### What the task requires
Within the material below, how many lines carry the word "baseline"? State only the number.

### Provided data
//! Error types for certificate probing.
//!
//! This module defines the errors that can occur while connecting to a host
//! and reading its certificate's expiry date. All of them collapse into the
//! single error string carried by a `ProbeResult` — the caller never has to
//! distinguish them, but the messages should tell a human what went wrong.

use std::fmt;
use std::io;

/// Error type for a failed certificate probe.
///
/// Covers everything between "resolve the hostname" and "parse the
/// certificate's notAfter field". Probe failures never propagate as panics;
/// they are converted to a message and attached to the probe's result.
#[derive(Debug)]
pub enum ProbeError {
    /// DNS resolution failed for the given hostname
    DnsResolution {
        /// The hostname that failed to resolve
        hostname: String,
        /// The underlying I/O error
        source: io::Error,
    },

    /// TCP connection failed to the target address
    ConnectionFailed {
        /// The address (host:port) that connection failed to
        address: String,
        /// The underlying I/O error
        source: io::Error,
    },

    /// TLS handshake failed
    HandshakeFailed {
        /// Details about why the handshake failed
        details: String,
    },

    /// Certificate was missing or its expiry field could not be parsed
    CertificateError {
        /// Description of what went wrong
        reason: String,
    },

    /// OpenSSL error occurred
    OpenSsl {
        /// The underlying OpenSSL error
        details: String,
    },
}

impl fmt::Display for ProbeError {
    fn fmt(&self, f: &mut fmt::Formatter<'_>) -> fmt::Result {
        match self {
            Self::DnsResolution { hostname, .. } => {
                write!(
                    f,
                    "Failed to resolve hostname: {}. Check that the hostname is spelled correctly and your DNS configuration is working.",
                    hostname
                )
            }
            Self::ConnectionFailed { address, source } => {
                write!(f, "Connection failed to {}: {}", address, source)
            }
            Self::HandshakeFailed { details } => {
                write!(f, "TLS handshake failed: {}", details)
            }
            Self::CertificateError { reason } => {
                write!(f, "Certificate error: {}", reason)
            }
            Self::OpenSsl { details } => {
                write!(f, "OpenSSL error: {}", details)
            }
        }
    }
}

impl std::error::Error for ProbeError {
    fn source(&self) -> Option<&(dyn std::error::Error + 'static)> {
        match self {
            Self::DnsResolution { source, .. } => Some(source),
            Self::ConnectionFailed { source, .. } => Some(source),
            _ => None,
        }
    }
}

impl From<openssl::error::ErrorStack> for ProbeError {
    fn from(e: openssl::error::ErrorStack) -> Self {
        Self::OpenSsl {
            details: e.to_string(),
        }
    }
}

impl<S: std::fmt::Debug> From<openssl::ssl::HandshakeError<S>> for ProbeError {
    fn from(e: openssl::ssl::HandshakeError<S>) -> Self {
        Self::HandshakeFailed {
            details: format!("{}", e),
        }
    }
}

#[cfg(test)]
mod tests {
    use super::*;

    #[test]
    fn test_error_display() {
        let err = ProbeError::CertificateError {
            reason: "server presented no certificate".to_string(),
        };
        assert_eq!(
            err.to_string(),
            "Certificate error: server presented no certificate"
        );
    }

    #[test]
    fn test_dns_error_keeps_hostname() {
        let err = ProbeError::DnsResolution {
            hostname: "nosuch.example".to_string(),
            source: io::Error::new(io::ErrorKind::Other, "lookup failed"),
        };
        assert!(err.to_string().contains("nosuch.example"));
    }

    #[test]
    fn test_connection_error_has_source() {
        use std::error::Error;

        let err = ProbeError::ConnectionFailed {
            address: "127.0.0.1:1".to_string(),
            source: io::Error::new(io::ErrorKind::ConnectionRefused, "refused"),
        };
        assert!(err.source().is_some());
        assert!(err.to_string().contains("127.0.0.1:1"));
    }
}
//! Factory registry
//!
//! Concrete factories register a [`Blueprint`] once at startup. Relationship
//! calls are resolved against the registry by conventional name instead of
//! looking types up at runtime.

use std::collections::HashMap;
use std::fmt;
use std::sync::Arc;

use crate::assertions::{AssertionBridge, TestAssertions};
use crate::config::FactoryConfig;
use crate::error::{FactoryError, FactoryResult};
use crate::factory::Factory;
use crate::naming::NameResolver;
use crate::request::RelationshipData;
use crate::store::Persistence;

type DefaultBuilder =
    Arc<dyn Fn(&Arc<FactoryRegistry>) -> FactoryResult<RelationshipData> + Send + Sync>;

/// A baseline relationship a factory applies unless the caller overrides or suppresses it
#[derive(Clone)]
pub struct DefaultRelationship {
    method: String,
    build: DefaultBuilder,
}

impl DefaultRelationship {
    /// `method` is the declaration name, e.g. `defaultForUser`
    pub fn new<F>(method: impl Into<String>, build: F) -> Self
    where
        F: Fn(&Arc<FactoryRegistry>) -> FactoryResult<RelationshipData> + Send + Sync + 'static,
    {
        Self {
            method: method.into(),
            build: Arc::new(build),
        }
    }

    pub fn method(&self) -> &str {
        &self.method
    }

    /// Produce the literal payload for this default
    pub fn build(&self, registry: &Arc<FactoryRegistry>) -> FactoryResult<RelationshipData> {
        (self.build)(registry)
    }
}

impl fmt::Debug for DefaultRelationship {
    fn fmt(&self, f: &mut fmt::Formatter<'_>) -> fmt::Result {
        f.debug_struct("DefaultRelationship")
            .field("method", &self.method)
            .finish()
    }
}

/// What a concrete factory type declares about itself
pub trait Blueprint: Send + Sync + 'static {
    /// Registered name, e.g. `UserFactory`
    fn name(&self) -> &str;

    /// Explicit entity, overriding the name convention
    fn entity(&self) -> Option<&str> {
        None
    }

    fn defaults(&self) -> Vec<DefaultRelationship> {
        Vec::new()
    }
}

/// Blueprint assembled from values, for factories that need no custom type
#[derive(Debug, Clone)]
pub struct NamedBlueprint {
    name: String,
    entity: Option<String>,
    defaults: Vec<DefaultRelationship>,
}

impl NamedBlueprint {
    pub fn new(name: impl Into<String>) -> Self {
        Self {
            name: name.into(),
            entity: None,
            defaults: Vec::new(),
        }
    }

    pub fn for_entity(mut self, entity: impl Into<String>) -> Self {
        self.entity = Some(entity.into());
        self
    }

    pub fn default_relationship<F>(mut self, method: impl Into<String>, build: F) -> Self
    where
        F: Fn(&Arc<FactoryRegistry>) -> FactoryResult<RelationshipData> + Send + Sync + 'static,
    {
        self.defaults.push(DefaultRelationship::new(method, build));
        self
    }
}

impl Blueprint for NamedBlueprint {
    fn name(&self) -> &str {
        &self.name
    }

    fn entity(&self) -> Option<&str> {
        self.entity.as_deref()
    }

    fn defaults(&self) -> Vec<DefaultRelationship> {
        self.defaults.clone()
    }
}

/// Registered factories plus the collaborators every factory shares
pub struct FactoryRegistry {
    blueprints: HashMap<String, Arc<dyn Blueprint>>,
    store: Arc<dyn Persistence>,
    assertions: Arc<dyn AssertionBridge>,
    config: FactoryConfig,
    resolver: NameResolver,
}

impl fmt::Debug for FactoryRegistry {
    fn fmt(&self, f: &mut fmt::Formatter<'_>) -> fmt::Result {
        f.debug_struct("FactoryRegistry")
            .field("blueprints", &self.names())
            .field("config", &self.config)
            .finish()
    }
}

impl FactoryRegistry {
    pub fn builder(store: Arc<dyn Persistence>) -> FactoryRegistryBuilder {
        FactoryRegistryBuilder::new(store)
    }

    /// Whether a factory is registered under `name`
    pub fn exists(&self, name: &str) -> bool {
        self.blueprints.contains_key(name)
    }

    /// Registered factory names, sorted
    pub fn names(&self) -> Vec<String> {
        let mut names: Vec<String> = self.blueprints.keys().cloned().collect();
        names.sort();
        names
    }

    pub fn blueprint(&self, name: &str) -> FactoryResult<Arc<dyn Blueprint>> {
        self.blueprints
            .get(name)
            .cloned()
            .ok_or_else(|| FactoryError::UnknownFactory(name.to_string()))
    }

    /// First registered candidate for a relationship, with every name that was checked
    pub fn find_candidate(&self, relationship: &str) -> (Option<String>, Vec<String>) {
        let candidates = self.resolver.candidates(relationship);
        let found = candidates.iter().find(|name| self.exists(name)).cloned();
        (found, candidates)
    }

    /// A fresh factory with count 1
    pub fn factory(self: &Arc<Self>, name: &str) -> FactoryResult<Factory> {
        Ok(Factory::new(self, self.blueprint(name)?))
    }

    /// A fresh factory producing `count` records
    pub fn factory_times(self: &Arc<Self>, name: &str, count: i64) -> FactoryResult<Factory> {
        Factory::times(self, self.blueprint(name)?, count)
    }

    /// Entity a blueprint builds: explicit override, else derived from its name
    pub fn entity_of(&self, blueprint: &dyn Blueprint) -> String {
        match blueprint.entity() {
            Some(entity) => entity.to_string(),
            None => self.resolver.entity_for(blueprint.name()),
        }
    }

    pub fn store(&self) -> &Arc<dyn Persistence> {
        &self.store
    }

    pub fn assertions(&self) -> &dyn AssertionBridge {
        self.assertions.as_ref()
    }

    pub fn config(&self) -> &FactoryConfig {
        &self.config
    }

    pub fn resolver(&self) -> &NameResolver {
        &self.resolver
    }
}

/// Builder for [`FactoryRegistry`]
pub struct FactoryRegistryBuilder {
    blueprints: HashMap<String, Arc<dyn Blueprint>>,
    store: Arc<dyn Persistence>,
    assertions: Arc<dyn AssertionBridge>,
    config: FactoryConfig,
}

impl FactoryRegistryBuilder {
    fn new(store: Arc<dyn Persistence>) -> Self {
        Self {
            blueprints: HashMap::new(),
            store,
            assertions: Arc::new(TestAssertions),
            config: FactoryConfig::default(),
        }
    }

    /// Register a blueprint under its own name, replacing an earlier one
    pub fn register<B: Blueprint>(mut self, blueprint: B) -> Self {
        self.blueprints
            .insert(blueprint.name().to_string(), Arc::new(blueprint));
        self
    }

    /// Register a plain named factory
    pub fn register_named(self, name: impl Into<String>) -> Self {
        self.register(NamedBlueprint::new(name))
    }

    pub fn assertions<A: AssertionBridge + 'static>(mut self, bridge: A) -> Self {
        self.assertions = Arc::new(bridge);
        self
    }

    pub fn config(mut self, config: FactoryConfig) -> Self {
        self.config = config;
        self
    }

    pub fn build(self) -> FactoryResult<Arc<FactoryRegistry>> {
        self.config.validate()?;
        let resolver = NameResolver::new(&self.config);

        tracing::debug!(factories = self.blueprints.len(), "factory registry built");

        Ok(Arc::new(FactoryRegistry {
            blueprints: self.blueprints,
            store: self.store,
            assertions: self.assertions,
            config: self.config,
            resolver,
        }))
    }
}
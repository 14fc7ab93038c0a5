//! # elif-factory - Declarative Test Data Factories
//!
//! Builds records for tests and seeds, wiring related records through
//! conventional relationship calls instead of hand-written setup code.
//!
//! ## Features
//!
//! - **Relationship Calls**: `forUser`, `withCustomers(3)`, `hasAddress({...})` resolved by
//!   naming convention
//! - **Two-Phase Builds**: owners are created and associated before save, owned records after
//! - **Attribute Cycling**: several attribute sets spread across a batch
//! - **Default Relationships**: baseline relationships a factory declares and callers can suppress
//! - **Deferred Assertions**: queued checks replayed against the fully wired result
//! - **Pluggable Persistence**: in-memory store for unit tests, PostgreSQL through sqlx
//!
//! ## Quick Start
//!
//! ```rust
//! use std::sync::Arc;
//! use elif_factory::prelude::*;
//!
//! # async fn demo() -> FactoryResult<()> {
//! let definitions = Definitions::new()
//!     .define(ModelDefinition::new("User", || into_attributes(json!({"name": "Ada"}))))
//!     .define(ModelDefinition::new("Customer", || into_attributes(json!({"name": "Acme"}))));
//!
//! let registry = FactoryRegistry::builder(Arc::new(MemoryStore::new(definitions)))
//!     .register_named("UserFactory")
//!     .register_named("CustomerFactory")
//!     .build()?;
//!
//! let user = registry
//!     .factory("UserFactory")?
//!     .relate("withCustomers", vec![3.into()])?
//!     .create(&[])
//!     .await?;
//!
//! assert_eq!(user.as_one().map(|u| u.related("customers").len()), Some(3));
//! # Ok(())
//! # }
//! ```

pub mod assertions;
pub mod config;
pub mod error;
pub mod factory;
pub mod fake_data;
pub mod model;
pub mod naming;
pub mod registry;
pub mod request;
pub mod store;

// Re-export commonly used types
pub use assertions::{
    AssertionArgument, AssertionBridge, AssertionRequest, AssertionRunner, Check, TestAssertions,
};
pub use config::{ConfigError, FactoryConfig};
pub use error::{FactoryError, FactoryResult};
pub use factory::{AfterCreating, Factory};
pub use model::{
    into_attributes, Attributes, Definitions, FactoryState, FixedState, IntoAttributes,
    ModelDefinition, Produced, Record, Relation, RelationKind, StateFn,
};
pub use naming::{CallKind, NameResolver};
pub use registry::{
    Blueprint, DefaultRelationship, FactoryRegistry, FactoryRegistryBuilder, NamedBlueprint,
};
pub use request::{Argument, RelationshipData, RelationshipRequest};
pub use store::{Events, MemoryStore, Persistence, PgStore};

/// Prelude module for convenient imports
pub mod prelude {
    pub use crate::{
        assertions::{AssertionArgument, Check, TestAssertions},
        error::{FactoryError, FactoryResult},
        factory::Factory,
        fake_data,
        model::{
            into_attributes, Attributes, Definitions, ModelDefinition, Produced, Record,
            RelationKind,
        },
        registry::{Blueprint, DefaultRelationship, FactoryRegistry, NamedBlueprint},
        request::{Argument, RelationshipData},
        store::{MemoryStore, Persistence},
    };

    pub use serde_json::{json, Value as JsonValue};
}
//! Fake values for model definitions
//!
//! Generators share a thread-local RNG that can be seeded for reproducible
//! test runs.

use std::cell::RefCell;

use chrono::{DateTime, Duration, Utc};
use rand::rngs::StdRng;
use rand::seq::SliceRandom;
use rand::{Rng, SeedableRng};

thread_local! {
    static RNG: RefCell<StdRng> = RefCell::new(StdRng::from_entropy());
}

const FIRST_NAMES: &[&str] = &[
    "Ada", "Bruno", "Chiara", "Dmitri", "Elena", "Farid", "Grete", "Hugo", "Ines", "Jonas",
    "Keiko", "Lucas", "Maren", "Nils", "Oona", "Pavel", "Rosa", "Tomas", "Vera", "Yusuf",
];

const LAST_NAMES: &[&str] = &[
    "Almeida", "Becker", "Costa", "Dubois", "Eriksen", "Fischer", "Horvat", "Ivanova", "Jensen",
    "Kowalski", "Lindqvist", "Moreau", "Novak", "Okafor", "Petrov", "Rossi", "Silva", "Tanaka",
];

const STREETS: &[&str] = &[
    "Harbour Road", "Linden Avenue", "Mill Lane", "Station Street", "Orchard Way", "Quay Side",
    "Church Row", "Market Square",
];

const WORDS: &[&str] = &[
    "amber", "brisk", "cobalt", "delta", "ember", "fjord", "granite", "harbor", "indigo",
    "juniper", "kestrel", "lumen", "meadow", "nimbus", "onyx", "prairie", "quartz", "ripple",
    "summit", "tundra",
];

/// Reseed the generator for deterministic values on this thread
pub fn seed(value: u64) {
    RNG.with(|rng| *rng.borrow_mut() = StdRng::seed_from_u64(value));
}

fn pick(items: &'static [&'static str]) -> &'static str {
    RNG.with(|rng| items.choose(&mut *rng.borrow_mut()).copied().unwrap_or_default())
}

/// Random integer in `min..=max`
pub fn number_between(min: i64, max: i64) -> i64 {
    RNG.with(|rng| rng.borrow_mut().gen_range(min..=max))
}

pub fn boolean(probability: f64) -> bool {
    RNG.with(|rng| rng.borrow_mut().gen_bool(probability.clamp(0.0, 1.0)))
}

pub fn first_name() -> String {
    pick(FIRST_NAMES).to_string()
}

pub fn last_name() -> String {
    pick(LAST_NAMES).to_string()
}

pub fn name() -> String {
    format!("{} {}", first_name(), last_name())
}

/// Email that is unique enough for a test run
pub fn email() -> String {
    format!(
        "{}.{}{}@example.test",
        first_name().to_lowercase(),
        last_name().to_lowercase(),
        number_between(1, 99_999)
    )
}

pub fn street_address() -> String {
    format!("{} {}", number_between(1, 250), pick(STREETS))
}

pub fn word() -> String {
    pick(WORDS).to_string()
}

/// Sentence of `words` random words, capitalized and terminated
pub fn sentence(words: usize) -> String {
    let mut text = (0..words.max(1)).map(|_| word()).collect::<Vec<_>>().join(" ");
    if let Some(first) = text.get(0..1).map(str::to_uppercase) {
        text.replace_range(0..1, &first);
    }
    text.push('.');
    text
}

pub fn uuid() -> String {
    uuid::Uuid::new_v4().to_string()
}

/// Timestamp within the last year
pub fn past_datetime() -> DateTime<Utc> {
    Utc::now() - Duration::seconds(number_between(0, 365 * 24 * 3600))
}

### Output for this task
2